Dataset records
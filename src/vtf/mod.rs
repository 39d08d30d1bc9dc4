//! Valve Texture Format (VTF) container.
//!
//! Textures are written as VTF 7.2 with a DXT1 thumbnail followed by the mip
//! chain, smallest level first. Files from 7.0 through 7.5 can be read back,
//! which lets atlases produced elsewhere be sliced.

mod file;
mod format;

pub use file::{compute_mipmap_count, mip_dimensions, TextureFlags, Thumbnail, VtfFile};
pub use format::{convert_from_rgba8888, convert_to_rgba8888, resize, ImageFormat};
impl VtfFile {
    /// Create a single-frame 2D texture with `mip_levels` zero-filled levels.
    pub fn create(width: u32, height: u32, format: ImageFormat, mip_levels: u32) -> Result<Self> {
        if width == 0 || height == 0 || width > u32::from(u16::MAX) || height > u32::from(u16::MAX) {
            return Err(VoxtexError::Vtf(format!(
                "texture dimensions {}x{} are outside 1..=65535",
                width, height
            )));
        }
        let max_levels = compute_mipmap_count(width, height, 1);
        if mip_levels == 0 || mip_levels > max_levels {
            return Err(VoxtexError::Vtf(format!(
                "{} mip levels requested, a {}x{} texture holds 1..={}",
                mip_levels, width, height, max_levels
            )));
        }

        let mips = (0..mip_levels)
            .map(|level| {
                let (w, h) = mip_dimensions(width, height, level);
                vec![0u8; format.bytes_for(w, h)]
            })
            .collect();

        let mut flags = TextureFlags::empty();
        flags.set(TextureFlags::EIGHTBITALPHA, format.has_eight_bit_alpha());
        flags.set(TextureFlags::ONEBITALPHA, format == ImageFormat::Dxt1OneBitAlpha);
        flags.set(TextureFlags::NOMIP, mip_levels == 1);
        flags.set(TextureFlags::NOLOD, mip_levels == 1);

        Ok(Self {
            version: (MAJOR_VERSION, WRITE_MINOR_VERSION),
            width,
            height,
            depth: 1,
            flags,
            frames: 1,
            first_frame: 0,
            reflectivity: [0.0; 3],
            bumpmap_scale: 1.0,
            format,
            mips,
            thumbnail: None,
        })
    }

    pub fn width(&self) -> u32 {
        self.width
    }

    pub fn height(&self) -> u32 {
        self.height
    }

    pub fn format(&self) -> ImageFormat {
        self.format
    }

    pub fn version(&self) -> (u32, u32) {
        self.version
    }

    pub fn flags(&self) -> TextureFlags {
        self.flags
    }

    pub fn frame_count(&self) -> u32 {
        self.frames
    }

    pub fn mip_count(&self) -> u32 {
        self.mips.len() as u32
    }

    pub fn reflectivity(&self) -> [f32; 3] {
        self.reflectivity
    }

    pub fn thumbnail(&self) -> Option<&Thumbnail> {
        self.thumbnail.as_ref()
    }

    /// Enable or disable a header flag.
    pub fn set_flag(&mut self, flag: TextureFlags, enabled: bool) {
        self.flags.set(flag, enabled);
    }

    /// Dimensions of one mip level.
    pub fn mip_dimensions(&self, level: u32) -> (u32, u32) {
        mip_dimensions(self.width, self.height, level)
    }

    fn face_count(&self) -> u32 {
        if self.flags.contains(TextureFlags::ENVMAP) {
            6
        } else {
            1
        }
    }

    fn slices_at(&self, level: u32) -> u32 {
        self.depth.checked_shr(level).unwrap_or(0).max(1)
    }

    /// Size of a single frame/face/slice image at `level`.
    fn image_size(&self, level: u32) -> usize {
        let (w, h) = self.mip_dimensions(level);
        self.format.bytes_for(w, h)
    }

    /// Size of every image stored at `level`.
    fn level_size(&self, level: u32) -> usize {
        self.image_size(level)
            * self.frames as usize
            * self.face_count() as usize
            * self.slices_at(level) as usize
    }

    /// Raw image data of the first frame, face and slice at `level`.
    pub fn data(&self, level: u32) -> Option<&[u8]> {
        let size = self.image_size(level);
        self.mips
            .get(level as usize)
            .and_then(|data| data.get(..size))
    }

    /// Replace the image data of a single-frame texture at `level`.
    pub fn set_data(&mut self, level: u32, data: Vec<u8>) -> Result<()> {
        let expected = self.level_size(level);
        let mip_count = self.mip_count();
        let slot = self.mips.get_mut(level as usize).ok_or_else(|| {
            VoxtexError::Vtf(format!(
                "mip level {} does not exist, texture has {} levels",
                level, mip_count
            ))
        })?;
        if data.len() != expected {
            return Err(VoxtexError::Vtf(format!(
                "mip level {} expects {} bytes, got {}",
                level,
                expected,
                data.len()
            )));
        }
        *slot = data;
        Ok(())
    }

    /// Decode the first frame, face and slice at `level` to RGBA8888.
    pub fn to_rgba8888(&self, level: u32) -> Result<Vec<u8>> {
        let data = self
            .data(level)
            .ok_or_else(|| VoxtexError::Vtf(format!("mip level {} does not exist", level)))?;
        let (w, h) = self.mip_dimensions(level);
        convert_to_rgba8888(data, w, h, self.format)
    }

    /// Store the average linear colour of `rgba` as the texture reflectivity.
    pub fn compute_reflectivity(&mut self, rgba: &[u8]) {
        let mut sum = [0f64; 3];
        let mut count = 0usize;
        for pixel in rgba.chunks_exact(4) {
            for (total, &channel) in sum.iter_mut().zip(pixel) {
                *total += (f64::from(channel) / 255.0).powf(2.2);
            }
            count += 1;
        }
        if count > 0 {
            self.reflectivity = sum.map(|total| (total / count as f64) as f32);
        }
    }

    /// Build the DXT1 preview image from the full resolution RGBA data.
    pub fn generate_thumbnail(&mut self, rgba: &[u8], width: u32, height: u32) -> Result<()> {
        let (mut thumb_width, mut thumb_height) = (width, height);
        while thumb_width > THUMBNAIL_MAX_SIZE || thumb_height > THUMBNAIL_MAX_SIZE {
            thumb_width = (thumb_width / 2).max(1);
            thumb_height = (thumb_height / 2).max(1);
        }

        let scaled = resize(rgba, width, height, thumb_width, thumb_height)?;
        let data = convert_from_rgba8888(&scaled, thumb_width, thumb_height, ImageFormat::Dxt1)?;
        self.thumbnail = Some(Thumbnail {
            format: ImageFormat::Dxt1,
            width: thumb_width,
            height: thumb_height,
            data,
        });
        Ok(())
    }

    /// Serialize as a VTF 7.2 file.
    pub fn to_bytes(&self) -> Result<Vec<u8>> {
        let mut out = Vec::new();
        self.write_to(&mut out)?;
        Ok(out)
    }

    fn write_to<W: Write>(&self, out: &mut W) -> Result<()> {
        let (width, height, depth) = (
            header_u16(self.width, "width")?,
            header_u16(self.height, "height")?,
            header_u16(self.depth, "depth")?,
        );
        let frames = header_u16(self.frames, "frame count")?;
        let mip_count = u8::try_from(self.mips.len())
            .map_err(|_| VoxtexError::Vtf("too many mip levels".to_string()))?;

        out.write_all(SIGNATURE)?;
        out.write_u32::<LittleEndian>(MAJOR_VERSION)?;
        out.write_u32::<LittleEndian>(WRITE_MINOR_VERSION)?;
        out.write_u32::<LittleEndian>(HEADER_SIZE_7_2)?;
        out.write_u16::<LittleEndian>(width)?;
        out.write_u16::<LittleEndian>(height)?;
        out.write_u32::<LittleEndian>(self.flags.bits())?;
        out.write_u16::<LittleEndian>(frames)?;
        out.write_u16::<LittleEndian>(self.first_frame)?;
        out.write_all(&[0; 4])?;
        for value in self.reflectivity {
            out.write_f32::<LittleEndian>(value)?;
        }
        out.write_all(&[0; 4])?;
        out.write_f32::<LittleEndian>(self.bumpmap_scale)?;
        out.write_i32::<LittleEndian>(self.format.id())?;
        out.write_u8(mip_count)?;
        match &self.thumbnail {
            Some(thumbnail) => {
                out.write_i32::<LittleEndian>(thumbnail.format.id())?;
                out.write_u8(header_u8(thumbnail.width, "thumbnail width")?)?;
                out.write_u8(header_u8(thumbnail.height, "thumbnail height")?)?;
            }
            None => {
                out.write_i32::<LittleEndian>(NO_FORMAT)?;
                out.write_u8(0)?;
                out.write_u8(0)?;
            }
        }
        out.write_u16::<LittleEndian>(depth)?;
        // 65 bytes written, pad out to the 80 byte 7.2 header.
        out.write_all(&[0; 15])?;

        if let Some(thumbnail) = &self.thumbnail {
            out.write_all(&thumbnail.data)?;
        }
        for level in self.mips.iter().rev() {
            out.write_all(level)?;
        }
        Ok(())
    }

    /// Write the texture to `path`.
    pub fn save<P: AsRef<Path>>(&self, path: P) -> Result<()> {
        let bytes = self.to_bytes()?;
        std::fs::write(path, bytes)?;
        Ok(())
    }

    /// Read a texture from `path`.
    pub fn load<P: AsRef<Path>>(path: P) -> Result<Self> {
        let data = std::fs::read(path)?;
        Self::from_bytes(&data)
    }

    /// Parse a VTF 7.0 - 7.5 file.
    pub fn from_bytes(bytes: &[u8]) -> Result<Self> {
        let mut cursor = Cursor::new(bytes);
        let header = Header::read(&mut cursor).map_err(|e| match e {
            VoxtexError::Io(io) => VoxtexError::Vtf(format!("truncated header: {}", io)),
            other => other,
        })?;

        let format = ImageFormat::from_id(header.format).ok_or_else(|| {
            VoxtexError::Vtf(format!("unsupported image format id {}", header.format))
        })?;

        let mut file = Self {
            version: header.version,
            width: u32::from(header.width),
            height: u32::from(header.height),
            depth: u32::from(header.depth.max(1)),
            flags: TextureFlags::from_bits_retain(header.flags),
            frames: u32::from(header.frames.max(1)),
            first_frame: header.first_frame,
            reflectivity: header.reflectivity,
            bumpmap_scale: header.bumpmap_scale,
            format,
            mips: Vec::new(),
            thumbnail: None,
        };
        if file.width == 0 || file.height == 0 || header.mip_count == 0 {
            return Err(VoxtexError::Vtf(format!(
                "invalid texture of {}x{} with {} mip levels",
                file.width, file.height, header.mip_count
            )));
        }

        let low_res_size = match ImageFormat::from_id(header.low_res_format) {
            Some(low_format) if header.low_res_width > 0 && header.low_res_height > 0 => {
                let width = u32::from(header.low_res_width);
                let height = u32::from(header.low_res_height);
                let size = low_format.bytes_for(width, height);
                let offset = header.low_res_offset.unwrap_or(header.header_size as usize);
                let data = slice_at(bytes, offset, size, "thumbnail")?;
                file.thumbnail = Some(Thumbnail {
                    format: low_format,
                    width,
                    height,
                    data: data.to_vec(),
                });
                size
            }
            _ => 0,
        };

        // Mip levels are stored smallest first.
        let mut offset = header
            .high_res_offset
            .unwrap_or(header.header_size as usize + low_res_size);
        let mut mips = vec![Vec::new(); usize::from(header.mip_count)];
        for level in (0..u32::from(header.mip_count)).rev() {
            let size = file.level_size(level);
            let data = slice_at(bytes, offset, size, "image data")?;
            mips[level as usize] = data.to_vec();
            offset += size;
        }
        file.mips = mips;

        Ok(file)
    }
}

_Required action:_ Copy out every line of the entries where the string "scaled" shows up.

_Finished exercise:_
        let scaled = resize(rgba, width, height, thumb_width, thumb_height)?;
        let data = convert_from_rgba8888(&scaled, thumb_width, thumb_height, ImageFormat::Dxt1)?;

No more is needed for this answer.